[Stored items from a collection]
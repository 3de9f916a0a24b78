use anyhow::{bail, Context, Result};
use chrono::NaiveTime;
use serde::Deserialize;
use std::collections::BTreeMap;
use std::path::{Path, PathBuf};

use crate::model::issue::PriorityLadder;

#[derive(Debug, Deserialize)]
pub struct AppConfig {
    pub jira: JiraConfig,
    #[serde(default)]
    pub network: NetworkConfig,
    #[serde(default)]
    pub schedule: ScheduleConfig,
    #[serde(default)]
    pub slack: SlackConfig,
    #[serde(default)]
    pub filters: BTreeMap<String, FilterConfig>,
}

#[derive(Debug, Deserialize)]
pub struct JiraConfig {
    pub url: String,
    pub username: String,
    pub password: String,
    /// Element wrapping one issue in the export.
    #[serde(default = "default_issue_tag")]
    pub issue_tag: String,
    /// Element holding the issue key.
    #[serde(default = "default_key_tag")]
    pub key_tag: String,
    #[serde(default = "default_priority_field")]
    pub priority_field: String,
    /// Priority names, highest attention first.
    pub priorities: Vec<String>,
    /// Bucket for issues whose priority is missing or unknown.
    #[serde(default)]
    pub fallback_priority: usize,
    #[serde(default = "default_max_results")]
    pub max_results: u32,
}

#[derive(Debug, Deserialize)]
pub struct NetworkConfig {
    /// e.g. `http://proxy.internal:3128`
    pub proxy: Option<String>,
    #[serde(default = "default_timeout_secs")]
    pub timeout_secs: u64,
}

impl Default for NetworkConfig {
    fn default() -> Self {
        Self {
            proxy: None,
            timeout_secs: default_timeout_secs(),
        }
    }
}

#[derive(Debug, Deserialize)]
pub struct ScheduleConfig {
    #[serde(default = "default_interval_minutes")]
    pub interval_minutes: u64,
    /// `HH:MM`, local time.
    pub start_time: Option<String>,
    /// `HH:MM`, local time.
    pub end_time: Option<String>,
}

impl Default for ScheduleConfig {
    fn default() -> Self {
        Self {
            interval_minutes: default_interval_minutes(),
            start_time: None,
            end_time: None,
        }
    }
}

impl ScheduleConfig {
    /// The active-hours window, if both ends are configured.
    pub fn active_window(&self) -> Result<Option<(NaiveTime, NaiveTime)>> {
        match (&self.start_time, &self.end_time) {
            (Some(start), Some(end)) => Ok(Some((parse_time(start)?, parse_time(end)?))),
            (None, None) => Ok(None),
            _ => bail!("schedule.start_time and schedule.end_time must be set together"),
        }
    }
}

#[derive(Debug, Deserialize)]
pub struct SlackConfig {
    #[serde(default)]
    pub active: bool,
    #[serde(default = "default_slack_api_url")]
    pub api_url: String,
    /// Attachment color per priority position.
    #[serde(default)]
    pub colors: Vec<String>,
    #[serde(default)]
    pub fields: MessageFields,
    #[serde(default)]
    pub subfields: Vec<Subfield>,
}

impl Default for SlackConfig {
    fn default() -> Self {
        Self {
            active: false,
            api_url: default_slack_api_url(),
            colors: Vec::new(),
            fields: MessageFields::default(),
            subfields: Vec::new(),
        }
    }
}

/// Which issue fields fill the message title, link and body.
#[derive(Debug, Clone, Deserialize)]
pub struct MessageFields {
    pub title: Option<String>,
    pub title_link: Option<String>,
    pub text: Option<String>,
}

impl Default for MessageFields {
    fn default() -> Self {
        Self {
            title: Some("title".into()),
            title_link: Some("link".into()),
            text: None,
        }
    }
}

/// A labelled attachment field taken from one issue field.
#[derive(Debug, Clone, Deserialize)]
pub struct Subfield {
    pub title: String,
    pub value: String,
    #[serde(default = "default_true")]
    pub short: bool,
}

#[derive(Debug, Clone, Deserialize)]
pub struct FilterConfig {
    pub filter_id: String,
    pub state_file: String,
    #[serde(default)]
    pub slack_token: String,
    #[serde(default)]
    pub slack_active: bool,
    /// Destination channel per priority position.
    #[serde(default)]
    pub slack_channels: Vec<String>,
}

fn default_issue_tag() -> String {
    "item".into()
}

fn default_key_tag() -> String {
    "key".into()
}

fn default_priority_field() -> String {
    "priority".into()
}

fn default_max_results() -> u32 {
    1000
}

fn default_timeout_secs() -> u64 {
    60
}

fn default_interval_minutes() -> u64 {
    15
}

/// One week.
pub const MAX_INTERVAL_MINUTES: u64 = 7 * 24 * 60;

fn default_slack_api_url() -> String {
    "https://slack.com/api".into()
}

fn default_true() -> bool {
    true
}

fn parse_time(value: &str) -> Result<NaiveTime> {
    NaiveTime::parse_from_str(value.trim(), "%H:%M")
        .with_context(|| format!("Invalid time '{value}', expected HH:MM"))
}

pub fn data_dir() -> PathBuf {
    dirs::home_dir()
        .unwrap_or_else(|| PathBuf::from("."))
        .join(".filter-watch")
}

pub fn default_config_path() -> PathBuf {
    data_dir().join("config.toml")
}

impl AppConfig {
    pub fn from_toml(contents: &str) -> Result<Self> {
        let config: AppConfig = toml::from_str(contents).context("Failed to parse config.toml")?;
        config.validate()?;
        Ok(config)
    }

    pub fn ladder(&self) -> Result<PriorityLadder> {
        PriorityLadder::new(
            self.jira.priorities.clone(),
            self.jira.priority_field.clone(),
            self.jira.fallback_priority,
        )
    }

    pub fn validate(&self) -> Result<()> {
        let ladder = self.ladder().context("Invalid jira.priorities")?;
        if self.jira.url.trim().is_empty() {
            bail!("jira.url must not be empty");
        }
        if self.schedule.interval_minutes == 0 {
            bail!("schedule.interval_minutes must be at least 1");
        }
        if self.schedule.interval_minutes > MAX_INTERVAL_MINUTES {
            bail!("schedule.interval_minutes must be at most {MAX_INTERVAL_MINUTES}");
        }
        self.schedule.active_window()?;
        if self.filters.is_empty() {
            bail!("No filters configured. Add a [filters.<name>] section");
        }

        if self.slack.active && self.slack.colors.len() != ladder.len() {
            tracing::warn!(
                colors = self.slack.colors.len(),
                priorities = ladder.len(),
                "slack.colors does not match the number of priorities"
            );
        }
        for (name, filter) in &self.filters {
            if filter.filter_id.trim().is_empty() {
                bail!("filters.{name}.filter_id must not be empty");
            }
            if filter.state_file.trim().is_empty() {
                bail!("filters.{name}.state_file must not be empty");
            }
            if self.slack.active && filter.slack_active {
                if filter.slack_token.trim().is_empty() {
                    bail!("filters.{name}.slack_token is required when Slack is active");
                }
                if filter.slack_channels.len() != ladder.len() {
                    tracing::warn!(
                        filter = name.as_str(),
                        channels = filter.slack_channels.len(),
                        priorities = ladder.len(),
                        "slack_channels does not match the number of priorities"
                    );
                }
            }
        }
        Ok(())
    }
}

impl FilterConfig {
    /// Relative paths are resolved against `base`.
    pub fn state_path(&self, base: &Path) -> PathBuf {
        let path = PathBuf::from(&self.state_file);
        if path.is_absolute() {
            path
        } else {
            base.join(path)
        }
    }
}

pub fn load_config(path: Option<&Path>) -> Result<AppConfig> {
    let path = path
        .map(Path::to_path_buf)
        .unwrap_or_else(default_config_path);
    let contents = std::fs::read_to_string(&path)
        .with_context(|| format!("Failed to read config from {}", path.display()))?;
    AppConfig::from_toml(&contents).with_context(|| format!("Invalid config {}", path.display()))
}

◆ **DIRECTIONS FOR THIS TASK**: The number of lines in the data that hold "join" is all that should be given.

◆ **TASK SOLUTION**: 3